> _PROVIDED DATA_:
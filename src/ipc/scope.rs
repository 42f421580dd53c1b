//! Per-call scope entered around command execution
//!
//! `ScopedCall` pairs every `enter` with an `exit`: dropping the guard exits the
//! scope, fires the destroy notification and clears the call, in that order.

use std::{
    collections::HashSet,
    sync::{Mutex, PoisonError},
};

use tracing::{trace, warn};

use crate::{ipc::listeners::CallListener, rpc::call::IpcCall};

pub trait CallScope: Send + Sync {
    fn enter(&self, call: &IpcCall);
    fn exit(&self, call: &IpcCall);
}

/// Tracks which calls are currently inside their scope.
#[derive(Debug, Default)]
pub struct ActiveCallScope {
    active: Mutex<HashSet<u64>>,
}

impl ActiveCallScope {
    pub fn new() -> Self {
        Self::default()
    }

    pub fn is_active(&self, call_id: u64) -> bool {
        self.active
            .lock()
            .unwrap_or_else(PoisonError::into_inner)
            .contains(&call_id)
    }

    pub fn active_calls(&self) -> usize {
        self.active
            .lock()
            .unwrap_or_else(PoisonError::into_inner)
            .len()
    }
}

impl CallScope for ActiveCallScope {
    fn enter(&self, call: &IpcCall) {
        trace!(call = call.id(), "entering call scope");
        let newly_entered = self
            .active
            .lock()
            .unwrap_or_else(PoisonError::into_inner)
            .insert(call.id());
        if !newly_entered {
            warn!(call = call.id(), "call scope entered twice");
        }
    }

    fn exit(&self, call: &IpcCall) {
        trace!(call = call.id(), "exiting call scope");
        self.active
            .lock()
            .unwrap_or_else(PoisonError::into_inner)
            .remove(&call.id());
    }
}

pub struct ScopedCall<'a> {
    call: IpcCall,
    scope: &'a dyn CallScope,
    listener: &'a dyn CallListener,
}

impl<'a> ScopedCall<'a> {
    pub fn enter(call: IpcCall, scope: &'a dyn CallScope, listener: &'a dyn CallListener) -> Self {
        scope.enter(&call);
        Self {
            call,
            scope,
            listener,
        }
    }

    pub fn call(&self) -> &IpcCall {
        &self.call
    }

    pub fn call_mut(&mut self) -> &mut IpcCall {
        &mut self.call
    }
}

impl Drop for ScopedCall<'_> {
    fn drop(&mut self) {
        self.scope.exit(&self.call);
        if let Err(err) = self.listener.on_call_destroy(&self.call) {
            warn!(call = self.call.id(), error = %err, "call destroy listener failed");
        }
        self.call.clear();
    }
}

#[cfg(test)]
mod tests {
    use std::sync::{Arc, Mutex};

    use serde_json::json;

    use super::*;
    use crate::{errors::ListenerError, ipc::connection::Connection, rpc::arguments::IpcArguments};

    #[derive(Default)]
    struct Journal {
        events: Mutex<Vec<String>>,
    }

    impl Journal {
        fn push(&self, event: String) {
            self.events.lock().expect("journal lock").push(event);
        }

        fn events(&self) -> Vec<String> {
            self.events.lock().expect("journal lock").clone()
        }
    }

    impl CallScope for Journal {
        fn enter(&self, _call: &IpcCall) {
            self.push("enter".to_string());
        }

        fn exit(&self, _call: &IpcCall) {
            self.push("exit".to_string());
        }
    }

    impl CallListener for Journal {
        fn on_call_destroy(&self, call: &IpcCall) -> Result<(), ListenerError> {
            self.push(format!("destroy context={}", call.has_context()));
            Err(ListenerError::new("journal", "ignored"))
        }
    }

    #[test]
    fn guard_exits_then_notifies_then_clears() {
        let journal = Journal::default();
        let call = IpcCall::new(IpcArguments::new(), Arc::new(Connection::new("c")));
        {
            let mut scoped = ScopedCall::enter(call, &journal, &journal);
            scoped.call_mut().context_set("k", json!(1));
            assert!(scoped.call().has_context());
        }

        assert_eq!(
            journal.events(),
            vec!["enter", "exit", "destroy context=true"]
        );
    }

    #[test]
    fn active_scope_tracks_entered_calls() {
        let scope = ActiveCallScope::new();
        let listener = crate::ipc::listeners::CallListeners::new();
        let call = IpcCall::new(IpcArguments::new(), Arc::new(Connection::new("c")));
        let id = call.id();

        let scoped = ScopedCall::enter(call, &scope, &listener);
        assert!(scope.is_active(id));
        assert_eq!(scope.active_calls(), 1);

        drop(scoped);
        assert!(!scope.is_active(id));
        assert_eq!(scope.active_calls(), 0);
    }
}
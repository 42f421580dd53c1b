use async_trait::async_trait;
use serde_json::{Map, Value};
use tracing::trace;

use crate::{errors::CommandError, ipc::command::Command, rpc::call::IpcCall};

/// Copies every argument of the call into the result.
#[derive(Debug, Default, Clone, Copy)]
pub struct Echo;

#[async_trait]
impl Command for Echo {
    async fn execute(
        &self,
        call: &mut IpcCall,
        result: &mut Map<String, Value>,
    ) -> Result<(), CommandError> {
        trace!(arguments = ?call.arguments(), "echoing arguments");
        result.extend(
            call.arguments()
                .iter()
                .map(|(key, value)| (key.clone(), value.clone())),
        );
        Ok(())
    }
}

#[cfg(test)]
mod tests {
    use std::sync::Arc;

    use serde_json::json;

    use super::*;
    use crate::{ipc::connection::Connection, rpc::arguments::IpcArguments};

    #[tokio::test]
    async fn echo_copies_named_arguments() {
        let mut params = Map::new();
        params.insert("msg".to_string(), json!("hi"));
        let mut call = IpcCall::new(
            IpcArguments::from_named(params),
            Arc::new(Connection::new("c")),
        );
        call.arguments_mut().insert("added", json!(1));

        let mut result = Map::new();
        Echo.execute(&mut call, &mut result)
            .await
            .expect("echo never fails");

        assert_eq!(Value::Object(result), json!({"msg": "hi", "added": 1}));
    }
}
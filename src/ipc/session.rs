//! Session storage shared by every call made over a connection

use std::{
    collections::HashMap,
    sync::{Arc, Mutex, PoisonError},
};

use chrono::{DateTime, Utc};
use serde_json::Value;
use tracing::debug;

#[derive(Debug)]
pub struct Session {
    id: String,
    created_at: DateTime<Utc>,
    values: Mutex<HashMap<String, Value>>,
}

impl Session {
    pub fn new(id: impl Into<String>) -> Self {
        Self {
            id: id.into(),
            created_at: Utc::now(),
            values: Mutex::new(HashMap::new()),
        }
    }

    pub fn id(&self) -> &str {
        &self.id
    }

    pub fn created_at(&self) -> DateTime<Utc> {
        self.created_at
    }

    pub fn get(&self, key: &str) -> Option<Value> {
        self.lock().get(key).cloned()
    }

    pub fn set(&self, key: impl Into<String>, value: Value) -> Option<Value> {
        self.lock().insert(key.into(), value)
    }

    pub fn remove(&self, key: &str) -> Option<Value> {
        self.lock().remove(key)
    }

    pub fn len(&self) -> usize {
        self.lock().len()
    }

    pub fn is_empty(&self) -> bool {
        self.len() == 0
    }

    pub fn clear(&self) {
        debug!(session = %self.id, "clearing session");
        self.lock().clear();
    }

    fn lock(&self) -> std::sync::MutexGuard<'_, HashMap<String, Value>> {
        self.values.lock().unwrap_or_else(PoisonError::into_inner)
    }
}

pub trait SessionProvider: Send + Sync {
    /// Returns the session for the given key pair, creating it on first use.
    fn get_session(&self, connection_id: &str, secondary_key: Option<&str>) -> Arc<Session>;

    /// Forgets every session keyed by `connection_id`.
    fn remove(&self, connection_id: &str);
}

#[derive(Debug, Default)]
pub struct InMemorySessionProvider {
    sessions: Mutex<HashMap<(String, Option<String>), Arc<Session>>>,
}

impl InMemorySessionProvider {
    pub fn new() -> Self {
        Self::default()
    }

    pub fn len(&self) -> usize {
        self.sessions
            .lock()
            .unwrap_or_else(PoisonError::into_inner)
            .len()
    }

    pub fn is_empty(&self) -> bool {
        self.len() == 0
    }
}

impl SessionProvider for InMemorySessionProvider {
    fn get_session(&self, connection_id: &str, secondary_key: Option<&str>) -> Arc<Session> {
        let key = (connection_id.to_string(), secondary_key.map(str::to_string));
        let mut sessions = self.sessions.lock().unwrap_or_else(PoisonError::into_inner);
        let session = sessions.entry(key).or_insert_with(|| {
            let id = match secondary_key {
                Some(secondary) => format!("{connection_id}:{secondary}"),
                None => connection_id.to_string(),
            };
            debug!(session = %id, "creating session");
            Arc::new(Session::new(id))
        });
        Arc::clone(session)
    }

    fn remove(&self, connection_id: &str) {
        let now = Utc::now();
        self.sessions
            .lock()
            .unwrap_or_else(PoisonError::into_inner)
            .retain(|(owner, _), session| {
                if owner != connection_id {
                    return true;
                }
                let age_ms = (now - session.created_at()).num_milliseconds();
                debug!(session = %session.id(), age_ms, "removing session");
                false
            });
    }
}

#[cfg(test)]
mod tests {
    use super::*;
    use serde_json::json;

    #[test]
    fn provider_returns_same_session_for_same_key() {
        let provider = InMemorySessionProvider::new();
        let first = provider.get_session("conn-1", None);
        first.set("user", json!("alice"));

        let second = provider.get_session("conn-1", None);
        assert!(Arc::ptr_eq(&first, &second));
        assert_eq!(second.get("user"), Some(json!("alice")));
        assert_eq!(provider.len(), 1);
    }

    #[test]
    fn secondary_key_separates_sessions() {
        let provider = InMemorySessionProvider::new();
        let plain = provider.get_session("conn-1", None);
        let keyed = provider.get_session("conn-1", Some("bob"));

        assert!(!Arc::ptr_eq(&plain, &keyed));
        assert_eq!(keyed.id(), "conn-1:bob");
    }

    #[test]
    fn remove_forgets_every_session_of_a_connection() {
        let provider = InMemorySessionProvider::new();
        let plain = provider.get_session("conn-1", None);
        provider.get_session("conn-1", Some("bob"));
        provider.get_session("conn-2", None);
        plain.set("user", json!("alice"));

        provider.remove("conn-1");
        assert_eq!(provider.len(), 1);

        let fresh = provider.get_session("conn-1", None);
        assert!(!Arc::ptr_eq(&plain, &fresh));
        assert!(fresh.is_empty());

        provider.remove("conn-1");
        provider.remove("conn-2");
        assert!(provider.is_empty());
    }

    #[test]
    fn clear_drops_all_values() {
        let session = Session::new("s");
        session.set("a", json!(1));
        session.set("b", json!(2));
        assert_eq!(session.remove("a"), Some(json!(1)));

        session.clear();
        assert!(session.is_empty());
        assert!(session.get("b").is_none());
    }
}
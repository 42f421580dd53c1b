use axum::{
    http::StatusCode,
    response::{IntoResponse, Response},
    Json,
};
use serde::Serialize;
use serde_json::json;
use thiserror::Error;

pub type BoxError = Box<dyn std::error::Error + Send + Sync>;

#[derive(Debug, Error)]
pub enum AppError {
    #[error("not found: {message}")]
    NotFound { code: &'static str, message: String },
}

#[derive(Debug, Serialize)]
pub struct ErrorResponse {
    pub code: String,
    pub message: String,
    pub details: serde_json::Value,
}

impl AppError {
    pub fn not_found(code: &'static str, message: impl Into<String>) -> Self {
        Self::NotFound {
            code,
            message: message.into(),
        }
    }
}

impl IntoResponse for AppError {
    fn into_response(self) -> Response {
        let (status, code, message) = match self {
            Self::NotFound { code, message } => {
                tracing::debug!(code, message = %message, "resource not found");
                (StatusCode::NOT_FOUND, code, message)
            }
        };

        (
            status,
            Json(ErrorResponse {
                code: code.to_string(),
                message,
                details: json!({}),
            }),
        )
            .into_response()
    }
}

/// Failures a protocol raises instead of rendering an in-band error envelope.
///
/// The dispatcher reacts to these by trying the next protocol that accepts
/// the request, and finally renders the last one through `Protocol::on_error`.
#[derive(Debug, Error)]
pub enum ProtocolError {
    #[error("{0}")]
    InvalidRequest(&'static str),
    #[error("call listener failed: {0}")]
    Listener(#[from] ListenerError),
}

/// Outcome of a failed command invocation.
#[derive(Debug, Error)]
pub enum CommandError {
    #[error("command not found: {0}")]
    NotFound(String),
    #[error("command execution failed: {0}")]
    Execution(#[source] BoxError),
    #[error("{0}")]
    Unexpected(BoxError),
}

impl CommandError {
    pub fn execution(cause: impl Into<BoxError>) -> Self {
        Self::Execution(cause.into())
    }

    pub fn unexpected(cause: impl Into<BoxError>) -> Self {
        Self::Unexpected(cause.into())
    }
}

#[derive(Debug, Error)]
#[error("{listener}: {message}")]
pub struct ListenerError {
    pub listener: &'static str,
    pub message: String,
}

impl ListenerError {
    pub fn new(listener: &'static str, message: impl Into<String>) -> Self {
        Self {
            listener,
            message: message.into(),
        }
    }
}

> _TASK DETAILS_:
Copy out all lines of the material containing the word "CommandError".

> _SOLUTION FOR THIS EXERCISE_:
use crate::{errors::CommandError, ipc::command::Command, rpc::call::IpcCall};
    ) -> Result<(), CommandError> {
pub enum CommandError {
impl CommandError {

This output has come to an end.